Among the other cool things I'm doing this summer is working as a teaching assistant for 1.5 days worth of tutorials on the subject of web security. This is part of my national research group's "summer school" program where we try to give our graduate students more background into other areas of security. I'm working up a list of potential topics so we can get our teaching materials together.

So... What would you want to learn in a short course on web security? What do you wish other people knew about web security?
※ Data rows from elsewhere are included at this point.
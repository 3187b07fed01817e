//! Lexical checks on primitive values

use crate::plan::PrimitivesPlan;
use tessera_models::{
    Element, ElementPath, FieldShape, FieldSlot, Node, PathedError, TypeDescriptor, TypeRef,
};

/// Re-check every primitive value held directly by `node` against its declared kind.
///
/// Cells whose scalar does not even fit the kind are the structure step's concern and are
/// skipped here.
pub fn validate_primitives(
    node: &Node,
    schema: &TypeDescriptor,
    plan: &PrimitivesPlan,
    path: &ElementPath,
    errors: &mut Vec<PathedError>,
) {
    if !plan.lexical {
        return;
    }

    for field in schema.fields() {
        let Some(slot) = node.get(&field.name) else {
            continue;
        };
        let field_path = path.field(&field.name);

        match (&field.shape, slot) {
            (FieldShape::Single(kind), FieldSlot::Single(element)) => {
                check_element(element, kind, &field_path, errors)
            }
            (FieldShape::Single(kind), FieldSlot::List(items)) => {
                for (index, item) in items.iter().enumerate() {
                    check_element(item, kind, &field_path.index(index), errors);
                }
            }
            (FieldShape::Choice(declared), FieldSlot::Choice(choice)) => {
                if let Some(kind) = declared.resolve(choice.tag()) {
                    let payload_path = path.field(&declared.wire_key(choice.tag()));
                    check_element(choice.payload(), kind, &payload_path, errors);
                }
            }
            _ => {}
        }
    }
}

fn check_element(
    element: &Element,
    kind: &TypeRef,
    path: &ElementPath,
    errors: &mut Vec<PathedError>,
) {
    let (Element::Primitive(cell), TypeRef::Primitive(primitive)) = (element, kind) else {
        return;
    };
    let Some(value) = &cell.value else {
        return;
    };
    if element.conforms_to(kind).is_err() {
        return;
    }
    if let Err(reason) = primitive.check(value) {
        errors.push(PathedError::malformed_primitive(path, reason));
    }
}
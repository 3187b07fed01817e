//! Decoder settings

use serde::{Deserialize, Serialize};

/// Nesting depth at which decoding gives up
pub const DEFAULT_MAX_DEPTH: usize = 64;

/// What to do with a wire key that no declared field or variant accounts for
#[derive(Debug, Clone, Copy, PartialEq, Eq, Default, Serialize, Deserialize)]
pub enum UnknownElementPolicy {
    /// Abort decoding with `UnknownElement` / `UnknownVariantTag`
    #[default]
    Reject,
    /// Log the key, report it as a warning and skip it
    Warn,
}

#[derive(Debug, Clone, Copy, PartialEq, Eq, Serialize, Deserialize)]
#[serde(default)]
pub struct DecodeOptions {
    pub unknown_elements: UnknownElementPolicy,
    /// Maximum number of nested nodes below the root
    pub max_depth: usize,
}

impl DecodeOptions {
    pub fn strict() -> Self {
        Self::default()
    }

    pub fn lenient() -> Self {
        Self {
            unknown_elements: UnknownElementPolicy::Warn,
            ..Self::default()
        }
    }

    pub fn with_max_depth(mut self, max_depth: usize) -> Self {
        self.max_depth = max_depth;
        self
    }

    pub fn is_strict(&self) -> bool {
        self.unknown_elements == UnknownElementPolicy::Reject
    }
}

impl Default for DecodeOptions {
    fn default() -> Self {
        Self {
            unknown_elements: UnknownElementPolicy::Reject,
            max_depth: DEFAULT_MAX_DEPTH,
        }
    }
}
//! Shared sample schemas for codec tests

#![allow(dead_code)]

use std::sync::{Arc, Once};
use tessera_format::{Codec, DecodeOptions};
use tessera_models::{
    FieldDescriptor, PrimitiveKind, SchemaSet, TypeDescriptor, TypeRef, VariantDescriptor,
};

static TRACING: Once = Once::new();

/// Route `tracing` output through the test harness (shown with `--nocapture`)
pub fn init_tracing() {
    TRACING.call_once(|| {
        let _ = tracing_subscriber::fmt()
            .with_test_writer()
            .with_max_level(tracing::Level::DEBUG)
            .try_init();
    });
}

pub fn schemas() -> Arc<SchemaSet> {
    let mut set = SchemaSet::new();

    set.register(
        TypeDescriptor::complex("Coding")
            .field(FieldDescriptor::primitive("system", PrimitiveKind::Uri))
            .field(FieldDescriptor::primitive("code", PrimitiveKind::Code))
            .field(FieldDescriptor::primitive("display", PrimitiveKind::String))
            .build()
            .unwrap(),
    )
    .unwrap();

    set.register(
        TypeDescriptor::complex("CodeableConcept")
            .field(FieldDescriptor::complex("coding", "Coding").repeated())
            .field(FieldDescriptor::primitive("text", PrimitiveKind::String))
            .build()
            .unwrap(),
    )
    .unwrap();

    set.register(
        TypeDescriptor::complex("Quantity")
            .field(FieldDescriptor::primitive("value", PrimitiveKind::Decimal))
            .field(FieldDescriptor::primitive("unit", PrimitiveKind::String))
            .build()
            .unwrap(),
    )
    .unwrap();

    set.register(
        TypeDescriptor::complex("Period")
            .field(FieldDescriptor::primitive("start", PrimitiveKind::DateTime))
            .field(FieldDescriptor::primitive("end", PrimitiveKind::DateTime))
            .build()
            .unwrap(),
    )
    .unwrap();

    set.register(
        TypeDescriptor::complex("ClaimItem")
            .field(FieldDescriptor::primitive("sequence", PrimitiveKind::PositiveInt).required())
            .field(FieldDescriptor::complex("category", "CodeableConcept").required())
            .field(FieldDescriptor::choice(
                VariantDescriptor::from_kinds(
                    "serviced",
                    [
                        TypeRef::Primitive(PrimitiveKind::Date),
                        TypeRef::complex("Period"),
                    ],
                )
                .unwrap(),
            ))
            .field(
                FieldDescriptor::complex("site", "CodeableConcept")
                    .repeated()
                    .min(1),
            )
            .field(FieldDescriptor::primitive("note", PrimitiveKind::String).repeated())
            .build()
            .unwrap(),
    )
    .unwrap();

    set.register(
        TypeDescriptor::complex("Answer")
            .field(
                FieldDescriptor::choice(
                    VariantDescriptor::from_kinds(
                        "value",
                        [
                            TypeRef::Primitive(PrimitiveKind::Boolean),
                            TypeRef::Primitive(PrimitiveKind::String),
                        ],
                    )
                    .unwrap(),
                )
                .required(),
            )
            .build()
            .unwrap(),
    )
    .unwrap();

    set.register(
        TypeDescriptor::resource("Claim")
            .field(FieldDescriptor::primitive("id", PrimitiveKind::Id))
            .field(FieldDescriptor::resource("contained").repeated())
            .field(FieldDescriptor::primitive("status", PrimitiveKind::Code).required())
            .field(FieldDescriptor::primitive("total", PrimitiveKind::Integer64))
            .field(FieldDescriptor::complex("item", "ClaimItem").repeated())
            .build()
            .unwrap(),
    )
    .unwrap();

    set.register(
        TypeDescriptor::resource("Observation")
            .field(FieldDescriptor::primitive("status", PrimitiveKind::Code).required())
            .field(FieldDescriptor::choice(
                VariantDescriptor::from_kinds(
                    "value",
                    [
                        TypeRef::complex("Quantity"),
                        TypeRef::complex("CodeableConcept"),
                        TypeRef::Primitive(PrimitiveKind::String),
                        TypeRef::Primitive(PrimitiveKind::Boolean),
                        TypeRef::Primitive(PrimitiveKind::Integer),
                        TypeRef::complex("Period"),
                    ],
                )
                .unwrap(),
            ))
            .build()
            .unwrap(),
    )
    .unwrap();

    set.register(
        TypeDescriptor::resource("Binary")
            .field(FieldDescriptor::primitive("contentType", PrimitiveKind::Code).required())
            .field(FieldDescriptor::primitive("data", PrimitiveKind::Base64Binary))
            .build()
            .unwrap(),
    )
    .unwrap();

    set.register(
        TypeDescriptor::complex("BundleEntry")
            .field(FieldDescriptor::primitive("fullUrl", PrimitiveKind::Uri))
            .field(FieldDescriptor::resource("resource"))
            .build()
            .unwrap(),
    )
    .unwrap();

    set.register(
        TypeDescriptor::resource("Bundle")
            .field(FieldDescriptor::primitive("type", PrimitiveKind::Code).required())
            .field(FieldDescriptor::complex("entry", "BundleEntry").repeated())
            .build()
            .unwrap(),
    )
    .unwrap();

    set.check_references().unwrap();
    Arc::new(set)
}

pub fn codec() -> Codec {
    Codec::new(schemas())
}

pub fn lenient_codec() -> Codec {
    Codec::new(schemas()).with_options(DecodeOptions::lenient())
}

pub fn schema(codec: &Codec, name: &str) -> Arc<TypeDescriptor> {
    Arc::clone(codec.schemas().require(name).unwrap())
}

/// Decode `json` as `type_name` and encode it back compactly
pub fn round_trip(codec: &Codec, type_name: &str, json: &str) -> String {
    let node = codec.decode_type(json.as_bytes(), type_name).unwrap();
    String::from_utf8(codec.encode(&node).unwrap()).unwrap()
}
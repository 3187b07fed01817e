//! Choice values and structured nodes for FHIR-style data models
//!
//! This crate provides the in-memory graph shared by the codec (`tessera-format`) and the
//! validation engine (`tessera-validator`), plus the schema metadata both are driven by.
//!
//! # Module Organization
//!
//! - `primitive`: primitive value cells and the primitive kinds with their lexical rules
//! - `schema`: type, field and variant descriptors
//! - `registry`: the `SchemaSet` registry and the opaque-resource resolution hook
//! - `choice`: `ChoiceValue`, a tagged one-of-N payload
//! - `node`: `Node`, `FieldSlot` and `Element`
//! - `opaque`: `OpaqueResource`, an embedded resource kept uninterpreted
//! - `issue` / `path`: path-qualified defects
//!
//! # Example
//!
//! ```rust
//! use std::sync::Arc;
//! use tessera_models::{
//!     ChoiceValue, FieldDescriptor, Node, Primitive, PrimitiveKind, TypeDescriptor, TypeRef,
//!     VariantDescriptor,
//! };
//!
//! let value = Arc::new(
//!     VariantDescriptor::from_kinds(
//!         "value",
//!         [
//!             TypeRef::Primitive(PrimitiveKind::Boolean),
//!             TypeRef::Primitive(PrimitiveKind::String),
//!         ],
//!     )
//!     .unwrap(),
//! );
//!
//! let schema = TypeDescriptor::complex("Answer")
//!     .field(FieldDescriptor::choice(Arc::clone(&value)).required())
//!     .build()
//!     .unwrap();
//! assert!(schema.field("value").is_some());
//!
//! let answer = Node::new("Answer")
//!     .with_choice(ChoiceValue::new(&value, "Boolean", Primitive::new(true)).unwrap());
//! assert_eq!(answer.choice("value").unwrap().wire_key(), "valueBoolean");
//! ```

pub mod choice;
pub mod error;
pub mod issue;
pub mod node;
pub mod opaque;
pub mod path;
pub mod primitive;
pub mod registry;
pub mod schema;

// Re-export commonly used types
pub use choice::ChoiceValue;
pub use error::{Error, Result};
pub use issue::{ErrorKind, PathedError};
pub use node::{Element, FieldSlot, Node};
pub use opaque::OpaqueResource;
pub use path::ElementPath;
pub use primitive::{Primitive, PrimitiveKind, Scalar, ScalarType};
pub use registry::{extension_type, ResourceTypeResolver, SchemaSet, EXTENSION_TYPE};
pub use schema::{
    Cardinality, FieldDescriptor, FieldShape, KeyMatch, TypeBuilder, TypeDescriptor, TypeKind,
    TypeRef, Variant, VariantDescriptor, RESOURCE_TYPE_FIELD,
};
Here's my brainstorming list, to be updated as new things occur to me:

Attacks

• Overview of the OWASP top 10 / WASC threat classification
  
• XSS (incl. filter evasion techniques and a variety of ways to use XSS for defacement through to more subtle modifications, password/data theft, etc.)
  
• CSRF
  
• SQL Injection
  
• Clickjacking
  

Defenses

• Best coding practices
  
• Web Application Firewalls
  
• Web Vulnerability Scanners
  
• Tainting
  
• Mashup solutions (e.g. MashupOS, OMash)
  
• Policies (e.g. SOMA, BEEP, CSP)
  
• Penetration testing techniques
  

Notes: The tentative plan is to separate things into a hands-on lab tutorial (probably using webgoat) and a set of lectures, mostly running simultaneously. We're going to have some top-notch students here, since we're drawing from a pool of smart security researchers to start, so we can cover a lot of ground and go much further in depth than we might teaching developers with no security background.